Directed by Julie Bertuccelli.Starring Charlotte Gainsbourg,Marton Csokas, Morgana Davies, Aden Young Club, IFI, Dublin, 100 min
FILMS NEVER open with a husband tenderly taking leave of his wife unless it's the last we'll see of him. So it proves with this clunky Franco-Aussie bereavement drama, in which an errant tree assumes the improbable tenacity of the shark in Jaws: The Revenge.
In the wake of her husband’s untimely demise (inevitably the fellow drives into the titular trunk) friends wonder how Charlotte Gainsbourg’s Dawn will cope with two small children in the middle of nowhere. Mightn’t she be better off moving on? “I can’t,” answers La Gainsbourg in her divinely plum Franglais.

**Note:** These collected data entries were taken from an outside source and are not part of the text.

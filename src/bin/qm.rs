//! Short binary name (`qm`) that forwards to the `quick_memo` library.
//! Keeping the alias as a real binary avoids shell alias requirements.

fn main() {
    if let Err(err) = quick_memo::entry() {
        eprintln!("{err}");
        std::process::exit(1);
    }
}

Dawn is right: sadly, the poor woman is mired in an inescapably puerile allegory. When her eight- year-old daughter misses daddy, the girl finds him whispering in the branches. When Dawn calls
in a plumber to trim the hardwood’s roots, a relationship, ahem, blossoms. Not to outdone, new, unruly shoots soon threaten to engulf the homestead. “You growing somewhere?” the demented shrub doesn’t quite say.
Oh dear. You'd normally have to look to Atlas Shruggedfor pathetic fallacy this pathetic. But The Treegoes for broke with a heroine named Dawn and a central metaphor that wouldn't cut it on Jackanory. This adaptation of Judy Pascoe's novel falls well short of the ditzy levels of magic realism required to successfully transplant (get it?) the central herbaceous concept into cinematic terms. The tree is alternatively anthropomorphised and invested with mysterious powers, yet remains firmly rooted in vague parable.
What’s the deal with this twig, anyway? The film ambiguously suggests sentience: it may be possessed or inhabited by a
ghost; it may be feeling resentful and forlorn; it may be an expression of the heroine’s romantic malaise. Yet the useless thing fails to respond with fury befitting, say, an Indian burial ground.
To be fair, director Julie Bertuccelli’s efforts are distinguished by a sublime Australian earthiness. Pillow shots of dappled sunbeams and scuttling ants make for handsome presentation. Gainsborough is effectively pained despite a flatly written character, and the headlining star is an impressive 130-year-old Moreton Bay Fig.
But, really? We think that we will never see a thing so harebrained as The Tree.